Thoughts around “Research Culture: Environments & Accountability”

On Wednesday, 22nd February 2023 the UK Research Integrity Office hosted one of its free webinars in association with GuildHE, titled Research Culture: Environments & Accountability. A huge thank you to the organisers as it was an excellently organised webinar and I thoroughly enjoyed being part of it.

You can find an outline of the webinar on this webpage:

I offered a contribution titled, “Reflections on what researchers are accountable for…”:

In this short talk, Verity discussed a series of reflections from conversations with people in academic, student, professional services and industry roles about accountability. She highlighted notable trends in responses, in particular thoughts on accountability being influenced by the career stage of the researcher, the environment rather than the discipline the researcher is in, the researcher’s demographic and standpoint on research, and then exposure to other industries and their ways of being accountable. Verity raised these points to further reflect on differences in opinion around accountability and how this phrase can be better understood and operationalised.

You can view the session via the UKRIO’s YouTube playlist on Research Culture (or through the window below): the contributions are parcelled off into different videos.

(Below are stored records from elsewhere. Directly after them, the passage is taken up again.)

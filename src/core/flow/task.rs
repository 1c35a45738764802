use crate::core::collab::secrets::SecretsProvider;
use crate::core::error::TaskError;
use async_trait::async_trait;
use indexmap::IndexMap;
use serde::de::DeserializeOwned;
use serde_json::Value;
use std::future::Future;
use std::sync::Arc;
use uuid::Uuid;

/// Where a task input comes from.
#[derive(Debug, Clone, PartialEq)]
pub enum Input {
    /// Output of another task; adds a data edge.
    Task(String),
    /// A declared flow parameter.
    Param(String),
    /// A constant.
    Value(Value),
}

impl Input {
    pub fn task(name: impl Into<String>) -> Self {
        Input::Task(name.into())
    }

    pub fn param(name: impl Into<String>) -> Self {
        Input::Param(name.into())
    }

    pub fn value(value: impl Into<Value>) -> Self {
        Input::Value(value.into())
    }

    pub fn upstream(&self) -> Option<&str> {
        match self {
            Input::Task(name) => Some(name.as_str()),
            _ => None,
        }
    }
}

/// When a task may run relative to its upstream states.
#[derive(Debug, Clone, Copy, Default, PartialEq, Eq)]
pub enum Trigger {
    /// Run only when every upstream succeeded.
    #[default]
    AllSuccessful,
    /// Run once upstreams are terminal, whatever their state.
    Always,
}

#[derive(Debug, Clone)]
pub(crate) struct Arg {
    pub input: Input,
    pub mapped: bool,
}

/// Resolved inputs handed to a task function.
#[derive(Debug, Clone, Default, PartialEq)]
pub struct TaskInputs {
    pub args: Vec<Value>,
    pub kwargs: IndexMap<String, Value>,
}

impl TaskInputs {
    pub fn arg(&self, index: usize) -> Result<&Value, TaskError> {
        self.args.get(index).ok_or_else(|| {
            TaskError::new(format!("missing positional input {}", index)).with_code("TASK-INPUT-001")
        })
    }

    pub fn kwarg(&self, name: &str) -> Result<&Value, TaskError> {
        self.kwargs.get(name).ok_or_else(|| {
            TaskError::new(format!("missing named input '{}'", name)).with_code("TASK-INPUT-001")
        })
    }

    pub fn arg_as<T: DeserializeOwned>(&self, index: usize) -> Result<T, TaskError> {
        decode(self.arg(index)?, &index.to_string())
    }

    pub fn kwarg_as<T: DeserializeOwned>(&self, name: &str) -> Result<T, TaskError> {
        decode(self.kwarg(name)?, name)
    }

    pub fn kwarg_str(&self, name: &str) -> Result<&str, TaskError> {
        self.kwarg(name)?.as_str().ok_or_else(|| {
            TaskError::new(format!("input '{}' must be a string", name)).with_code("TASK-INPUT-002")
        })
    }

    /// Numeric input; numeric strings (e.g. from the command line) are accepted too.
    pub fn kwarg_f64(&self, name: &str) -> Result<f64, TaskError> {
        let value = self.kwarg(name)?;
        value
            .as_f64()
            .or_else(|| value.as_str().and_then(|raw| raw.trim().parse().ok()))
            .ok_or_else(|| {
                TaskError::new(format!("input '{}' must be a number, got {}", name, value))
                    .with_code("TASK-INPUT-002")
            })
    }
}

fn decode<T: DeserializeOwned>(value: &Value, label: &str) -> Result<T, TaskError> {
    serde_json::from_value(value.clone()).map_err(|err| {
        TaskError::new(format!("input '{}' has unexpected shape: {}", label, err))
            .with_code("TASK-INPUT-002")
    })
}

/// Per-invocation context. Mapped children get their own copy with `map_index` set.
#[derive(Clone)]
pub struct TaskContext {
    pub run_id: Uuid,
    pub flow_name: String,
    pub task_name: String,
    pub map_index: Option<usize>,
    secrets: Arc<dyn SecretsProvider>,
}

impl TaskContext {
    pub fn new(
        run_id: Uuid,
        flow_name: impl Into<String>,
        task_name: impl Into<String>,
        secrets: Arc<dyn SecretsProvider>,
    ) -> Self {
        Self {
            run_id,
            flow_name: flow_name.into(),
            task_name: task_name.into(),
            map_index: None,
            secrets,
        }
    }

    pub(crate) fn for_child(&self, index: usize) -> Self {
        let mut ctx = self.clone();
        ctx.map_index = Some(index);
        ctx
    }

    pub fn secret(&self, name: &str) -> Option<String> {
        self.secrets.get(name)
    }

    pub fn require_secret(&self, name: &str) -> Result<String, TaskError> {
        self.secret(name).ok_or_else(|| {
            TaskError::new(format!("secret {} is not set", name))
                .with_code("TASK-SECRET-001")
                .with_context("task", self.task_name.clone())
        })
    }
}

/// Body of a task.
#[async_trait]
pub trait TaskFn: Send + Sync + 'static {
    async fn call(&self, inputs: TaskInputs, ctx: TaskContext) -> Result<Value, TaskError>;
}

/// Adapter for synchronous closures.
pub struct SyncFn<F>(F);

#[async_trait]
impl<F> TaskFn for SyncFn<F>
where
    F: Fn(TaskInputs) -> Result<Value, TaskError> + Send + Sync + 'static,
{
    async fn call(&self, inputs: TaskInputs, _ctx: TaskContext) -> Result<Value, TaskError> {
        (self.0)(inputs)
    }
}

/// Adapter for closures returning a future.
pub struct AsyncFn<F>(F);

#[async_trait]
impl<F, Fut> TaskFn for AsyncFn<F>
where
    F: Fn(TaskInputs, TaskContext) -> Fut + Send + Sync + 'static,
    Fut: Future<Output = Result<Value, TaskError>> + Send + 'static,
{
    async fn call(&self, inputs: TaskInputs, ctx: TaskContext) -> Result<Value, TaskError> {
        (self.0)(inputs, ctx).await
    }
}

/// Concatenates a list of lists, outer then inner order.
struct FlattenFn;

#[async_trait]
impl TaskFn for FlattenFn {
    async fn call(&self, inputs: TaskInputs, _ctx: TaskContext) -> Result<Value, TaskError> {
        flatten_value(inputs.arg(0)?)
    }
}

pub(crate) fn flatten_value(value: &Value) -> Result<Value, TaskError> {
    let outer = value.as_array().ok_or_else(|| {
        TaskError::new("flatten expects a list of lists").with_code("FLOW-MAP-003")
    })?;
    let mut flat = Vec::new();
    for (index, inner) in outer.iter().enumerate() {
        let items = inner.as_array().ok_or_else(|| {
            TaskError::new(format!("flatten element {} is not a list", index))
                .with_code("FLOW-MAP-003")
        })?;
        flat.extend(items.iter().cloned());
    }
    Ok(Value::Array(flat))
}

/// A named unit of work with explicit inputs. Immutable once added to a graph.
#[derive(Clone)]
pub struct TaskSpec {
    pub(crate) name: String,
    pub(crate) func: Arc<dyn TaskFn>,
    pub(crate) args: Vec<Arg>,
    pub(crate) kwargs: IndexMap<String, Arg>,
    pub(crate) trigger: Trigger,
}

impl TaskSpec {
    pub fn new(name: impl Into<String>, func: impl TaskFn) -> Self {
        Self {
            name: name.into(),
            func: Arc::new(func),
            args: Vec::new(),
            kwargs: IndexMap::new(),
            trigger: Trigger::default(),
        }
    }

    pub fn from_fn<F>(name: impl Into<String>, func: F) -> Self
    where
        F: Fn(TaskInputs) -> Result<Value, TaskError> + Send + Sync + 'static,
    {
        Self::new(name, SyncFn(func))
    }

    pub fn from_async<F, Fut>(name: impl Into<String>, func: F) -> Self
    where
        F: Fn(TaskInputs, TaskContext) -> Fut + Send + Sync + 'static,
        Fut: Future<Output = Result<Value, TaskError>> + Send + 'static,
    {
        Self::new(name, AsyncFn(func))
    }

    /// Built-in task concatenating the list of lists produced by `input`.
    pub fn flatten(name: impl Into<String>, input: Input) -> Self {
        Self::new(name, FlattenFn).arg(input)
    }

    pub fn arg(mut self, input: Input) -> Self {
        self.args.push(Arg {
            input,
            mapped: false,
        });
        self
    }

    /// Positional input iterated element-wise; one child invocation per element.
    pub fn map_arg(mut self, input: Input) -> Self {
        self.args.push(Arg {
            input,
            mapped: true,
        });
        self
    }

    pub fn kwarg(mut self, name: impl Into<String>, input: Input) -> Self {
        self.kwargs.insert(
            name.into(),
            Arg {
                input,
                mapped: false,
            },
        );
        self
    }

    pub fn map_kwarg(mut self, name: impl Into<String>, input: Input) -> Self {
        self.kwargs.insert(
            name.into(),
            Arg {
                input,
                mapped: true,
            },
        );
        self
    }

    pub fn trigger(mut self, trigger: Trigger) -> Self {
        self.trigger = trigger;
        self
    }

    /// Shorthand for `Trigger::Always`, used by cleanup and notification tasks.
    pub fn always_run(self) -> Self {
        self.trigger(Trigger::Always)
    }

    pub fn name(&self) -> &str {
        &self.name
    }

    pub fn trigger_kind(&self) -> Trigger {
        self.trigger
    }

    pub fn is_mapped(&self) -> bool {
        self.inputs().any(|arg| arg.mapped)
    }

    pub(crate) fn inputs(&self) -> impl Iterator<Item = &Arg> {
        self.args.iter().chain(self.kwargs.values())
    }

    /// Upstream task names referenced by inputs, in declaration order.
    pub fn data_upstreams(&self) -> impl Iterator<Item = &str> {
        self.inputs().filter_map(|arg| arg.input.upstream())
    }

    pub fn parameters(&self) -> impl Iterator<Item = &str> {
        self.inputs().filter_map(|arg| match &arg.input {
            Input::Param(name) => Some(name.as_str()),
            _ => None,
        })
    }
}

impl std::fmt::Debug for TaskSpec {
    fn fmt(&self, f: &mut std::fmt::Formatter<'_>) -> std::fmt::Result {
        f.debug_struct("TaskSpec")
            .field("name", &self.name)
            .field("args", &self.args)
            .field("kwargs", &self.kwargs)
            .field("trigger", &self.trigger)
            .finish()
    }
}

Following my talk and contributions from the other speakers, an engaged online audience offered some fascinating questions and comments. For example:

  • Do we consider confidential peer review to be a helpful practice for research integrity?
  • How important is it for research culture to be explicitly called out in the strategy document, rather than just being seen as an expected underpinning aspect to excellent research?
  • How do you feel engaged research enhances accountability?
  • How do you reconcile the “publish or perish” philosophy that’s present in many research cultures with the onus of accountability. Do you feel that responsibility lies with the researcher, or with institutions to drive change here?
  • As a member of the professional services rather than an academic I am always looking at ways to engage academics in these discussions. What have you seen work best in achieving this?
  • How can we foster positive aspects of accountability with a lessons learned approach and avoiding a blame culture?
  • Are we talking culture or embodied values (or are they the same?!)?

I answered some of these verbally and via the chat function on Zoom, some really interesting questions which need extended thinking and discussion. I am always happy to pick these up, and grateful for the continued opportunities through the UKRIO and GuildHE to listen to others speak about topics around accountability and culture. Hopefully, the swell of activity and sharing will contribute to driving positive cultural change in and across higher education.